A project jointly undertaken by scientists from ECE, the departments of Neurosurgery, and Biomedical Engineering, and the Mayo Clinic has received close to $1 million in a grant from the Minnesota Partnership for Biotechnology and Medical Genomics. The project is titled, “Magnetic Nanodevice Arrays for the Treatment of Neurological Diseases.” The funding will enable the team to develop an implantable magnetic nanodevice array with the ability to generate highly localized magnetic fields for neuromodulation.
The project will be led by Distinguished McKnight University Professor and Robert F. Hartmann Chair in Electrical Engineering, Jian-Ping Wang (ECE), and Prof. Kendall H. Lee of the Mayo Clinic. Other investigators on the team are Prof. Tay Netoff (Dept. of Biomedical Engineering), and Prof. Walter C. Low (Dept. of Neurosurgery). The grant is spread over 2 years, effective February 2020.
Electrical and magnetic fields are used for therapeutic purposes, such as restoring hearing, treatment of Parkinson’s disease, epilepsy, stroke, and others. Transcranial Magnetic Stimulation (TMS) is an example of the use of magnetic fields, and Deep Brain Stimulation (DBS) uses electric fields. Although the two types of stimulation have similar effects on neurons, their differences impact their effectiveness. In DBS, the electrical stimulation depends on electrochemical interaction with the surrounding tissue for the passage of an electric current, which can be adversely affected by factors such as degradation of the electrode or corruption of the electrode by biological debris. Currently, this issue is resolved by increasing the electric field through increased voltage or current pulses. The resulting side effects can be mitigated by re-programming the device, but alleviation is typically only a partial remedy. Other challenges that electric stimulation pose include limitations on current density, so very small electrodes cannot deliver high currents. On the other hand, TMS, although non-invasive, is limited to stimulation of cortical surfaces and cannot stimulate structures deeply located in the brain which are targets of neurological disorders such as Parkinson’s disease and essential tremor.

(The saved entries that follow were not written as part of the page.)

//! Error types for ossync

use std::path::PathBuf;
use thiserror::Error;

/// Result type alias for ossync operations
pub type Result<T> = std::result::Result<T, Error>;

/// Main error type for ossync
#[derive(Error, Debug)]
pub enum Error {
    /// I/O errors (file system operations)
    #[error("I/O error: {message}")]
    Io {
        message: String,
        #[source]
        source: std::io::Error,
    },

    /// The remote API could not be reached
    #[error("Connection error: {message}")]
    Connection {
        message: String,
        #[source]
        source: Option<reqwest::Error>,
    },

    /// Session token expired or rejected (HTTP 401)
    #[error("Authentication failed: {message}")]
    Auth { message: String },

    /// The remote API answered with a non-zero status
    #[error("Remote error [{code}]: {message}")]
    Remote { code: i64, message: String },

    /// Object or file not found
    #[error("Not found: {path}")]
    NotFound { path: String },

    /// Local content hash could not be computed
    #[error("Hash error at {}: {source}", path.display())]
    Hash {
        path: PathBuf,
        #[source]
        source: std::io::Error,
    },

    /// Upload or download failed
    #[error("Transfer of {path} failed: {message}")]
    Transfer { path: String, message: String },

    /// Configuration errors
    #[error("Configuration error: {message}")]
    Config { message: String },

    /// Malformed index or response body
    #[error("JSON error: {message}")]
    Json {
        message: String,
        #[source]
        source: serde_json::Error,
    },

    /// Operation was cancelled
    #[error("Operation cancelled")]
    Cancelled,
}

impl Error {
    /// Create an I/O error with context
    pub fn io(message: impl Into<String>, source: std::io::Error) -> Self {
        Self::Io {
            message: message.into(),
            source,
        }
    }

    /// Create a connection error
    pub fn connection(message: impl Into<String>, source: Option<reqwest::Error>) -> Self {
        Self::Connection {
            message: message.into(),
            source,
        }
    }

    /// Create an authentication error
    pub fn auth(message: impl Into<String>) -> Self {
        Self::Auth {
            message: message.into(),
        }
    }

    /// Create a remote application error
    pub fn remote(code: i64, message: impl Into<String>) -> Self {
        Self::Remote {
            code,
            message: message.into(),
        }
    }

    /// Create a hashing error for `path`
    pub fn hash(path: impl Into<PathBuf>, source: std::io::Error) -> Self {
        Self::Hash {
            path: path.into(),
            source,
        }
    }

    /// Create a transfer error
    pub fn transfer(path: impl Into<String>, message: impl Into<String>) -> Self {
        Self::Transfer {
            path: path.into(),
            message: message.into(),
        }
    }

    /// Create a config error
    pub fn config(message: impl Into<String>) -> Self {
        Self::Config {
            message: message.into(),
        }
    }

    /// Check if this error is worth another attempt
    pub fn is_retryable(&self) -> bool {
        !matches!(
            self,
            Error::Auth { .. } | Error::Config { .. } | Error::NotFound { .. } | Error::Cancelled
        )
    }
}

impl From<std::io::Error> for Error {
    fn from(err: std::io::Error) -> Self {
        Self::Io {
            message: err.to_string(),
            source: err,
        }
    }
}

impl From<serde_json::Error> for Error {
    fn from(err: serde_json::Error) -> Self {
        Self::Json {
            message: err.to_string(),
            source: err,
        }
    }
}

impl From<toml::de::Error> for Error {
    fn from(err: toml::de::Error) -> Self {
        Self::Config {
            message: format!("TOML parse error: {}", err),
        }
    }
}
//! Configuration management for ossync

use crate::error::{Error, Result};
use serde::{Deserialize, Serialize};
use std::path::PathBuf;
use std::time::Duration;

/// Largest single object that takes part in reconciliation (100MB)
pub const DEFAULT_MAX_OBJECT_SIZE: u64 = 100 * 1024 * 1024;

/// Upper bound on concurrent transfers
pub const DEFAULT_POOL_SIZE: usize = 4;

/// Batches above this size report per-item progress
pub const DEFAULT_PROGRESS_THRESHOLD: usize = 32;

/// Delay before the single upload retry
pub const DEFAULT_UPLOAD_RETRY_DELAY_MS: u64 = 3000;

/// Main configuration struct
///
/// Passed explicitly into the engine, executor and API client; nothing in
/// the library reads process-wide state.
#[derive(Debug, Clone, Serialize, Deserialize)]
#[serde(default)]
pub struct Config {
    // ==================== Remote ====================

    /// Base URL of the sync API
    pub server: String,

    /// Host accepting object uploads
    pub upload_host: String,

    /// Optional HTTP(S) proxy
    pub proxy: Option<String>,

    /// First segment of every object key
    pub namespace: String,

    /// Account the objects belong to
    pub account_id: String,

    /// Session token sent with every API call
    pub session_token: String,

    /// Identifier of this device, compared against the last remote writer
    pub device_id: String,

    // ==================== Reconciliation ====================

    /// Objects larger than this are skipped in both directions
    pub max_object_size: u64,

    /// Ignore patterns, hashed into on-disk paths
    pub ignore: Vec<String>,

    // ==================== Transfer ====================

    /// Maximum parallel transfers
    pub pool_size: usize,

    /// Item count above which progress is reported
    pub progress_threshold: usize,

    /// Upload attempts after the first failure
    pub upload_retries: u32,

    /// Fixed delay between upload attempts in milliseconds
    pub upload_retry_delay_ms: u64,

    // ==================== Timeouts ====================

    /// Object fetch timeout on startup-critical paths
    pub short_timeout_secs: u64,

    /// Object fetch timeout otherwise, and the timeout of every upload
    pub long_timeout_secs: u64,

    /// Timeout for API round-trips
    pub api_timeout_secs: u64,
}

impl Default for Config {
    fn default() -> Self {
        Self {
            server: "https://sync.example.com".to_string(),
            upload_host: "https://upload.example.com".to_string(),
            proxy: None,
            namespace: "ossync".to_string(),
            account_id: String::new(),
            session_token: String::new(),
            device_id: String::new(),

            max_object_size: DEFAULT_MAX_OBJECT_SIZE,
            ignore: Vec::new(),

            pool_size: DEFAULT_POOL_SIZE,
            progress_threshold: DEFAULT_PROGRESS_THRESHOLD,
            upload_retries: 1,
            upload_retry_delay_ms: DEFAULT_UPLOAD_RETRY_DELAY_MS,

            short_timeout_secs: 15,
            long_timeout_secs: 120,
            api_timeout_secs: 30,
        }
    }
}

impl Config {
    /// Load configuration from the default config file
    pub fn load() -> Result<Self> {
        let config_path = Self::default_config_path()?;
        if config_path.exists() {
            Self::load_from(&config_path)
        } else {
            Ok(Self::default())
        }
    }

    /// Load configuration from a specific file
    pub fn load_from(path: &PathBuf) -> Result<Self> {
        let contents = std::fs::read_to_string(path).map_err(|e| Error::io("reading config", e))?;
        let config: Self = toml::from_str(&contents)?;
        Ok(config)
    }

    /// Save configuration to the default config file
    pub fn save(&self) -> Result<()> {
        let config_path = Self::default_config_path()?;
        self.save_to(&config_path)
    }

    /// Save configuration to a specific file
    pub fn save_to(&self, path: &PathBuf) -> Result<()> {
        if let Some(parent) = path.parent() {
            std::fs::create_dir_all(parent).map_err(|e| Error::io("creating config dir", e))?;
        }
        let contents = toml::to_string_pretty(self)
            .map_err(|e| Error::config(format!("serializing config: {}", e)))?;
        std::fs::write(path, contents).map_err(|e| Error::io("writing config", e))?;
        Ok(())
    }

    /// Get the default configuration file path
    pub fn default_config_path() -> Result<PathBuf> {
        dirs::config_dir()
            .map(|p| p.join("ossync").join("config.toml"))
            .ok_or_else(|| Error::config("could not determine config directory"))
    }

    /// Worker count for a batch of `items` transfers
    pub fn effective_pool_size(&self, items: usize) -> usize {
        self.pool_size.max(1).min(items)
    }

    /// Fixed delay between upload attempts
    pub fn upload_retry_delay(&self) -> Duration {
        Duration::from_millis(self.upload_retry_delay_ms)
    }

    pub fn short_timeout(&self) -> Duration {
        Duration::from_secs(self.short_timeout_secs)
    }

    pub fn long_timeout(&self) -> Duration {
        Duration::from_secs(self.long_timeout_secs)
    }

    pub fn api_timeout(&self) -> Duration {
        Duration::from_secs(self.api_timeout_secs)
    }

    /// Parse a size string like "100", "100K", "100M", "100G" into bytes
    pub fn parse_size(s: &str) -> Result<u64> {
        let s = s.trim().to_uppercase();
        if s.is_empty() {
            return Ok(0);
        }

        let digits_end = s
            .find(|c: char| !c.is_ascii_digit())
            .unwrap_or(s.len());
        let (num_part, suffix) = s.split_at(digits_end);

        let multiplier = match suffix.trim_end_matches('B').trim_end_matches('I') {
            "" => 1u64,
            "K" => 1024,
            "M" => 1024 * 1024,
            "G" => 1024 * 1024 * 1024,
            "T" => 1024u64 * 1024 * 1024 * 1024,
            _ => return Err(Error::config(format!("invalid size value: {}", s))),
        };

        let num: u64 = num_part
            .parse()
            .map_err(|_| Error::config(format!("invalid size value: {}", s)))?;

        num.checked_mul(multiplier)
            .ok_or_else(|| Error::config(format!("size value overflows: {}", s)))
    }
}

To counter these challenges, the award winning team has developed a novel nanodevice technology that can allow localized magnetic stimulation through magnetic nanodevices. These magnetic stimulators can be completely enclosed extending their life expectancy. In the current project, the team will go on to develop an implantable magnetic nanodevice array that can generate a highly localized magnetic field for neuromodulation.
Organized into 2 stages, stage 1 of the project will involve the development of a prototype of functional magnetic nanodevice arrays, and in vitro testing of the prototype. In stage 2, the magnetic nanodevice arrays will be transferred onto medical grade, implantable, flexible substrates, and then tested in vivo.
The project aligns with, and will contribute to the NIH Brain Initiative that seeks to develop new technologies for the large-scale recording and neuromodulation of brain activities for the treatment of neurological diseases such as Parkinson’s disease, essential tremor, Tourette’s syndrome, depression, and others.
The team expects that the proposed development and rigorous pre-clinical testing of a flexible magnetic nanostimulator platform for brain neuromodulation will provide a substantially novel and more effective therapeutic device to treat neuropsychiatric diseases over present conventional devices.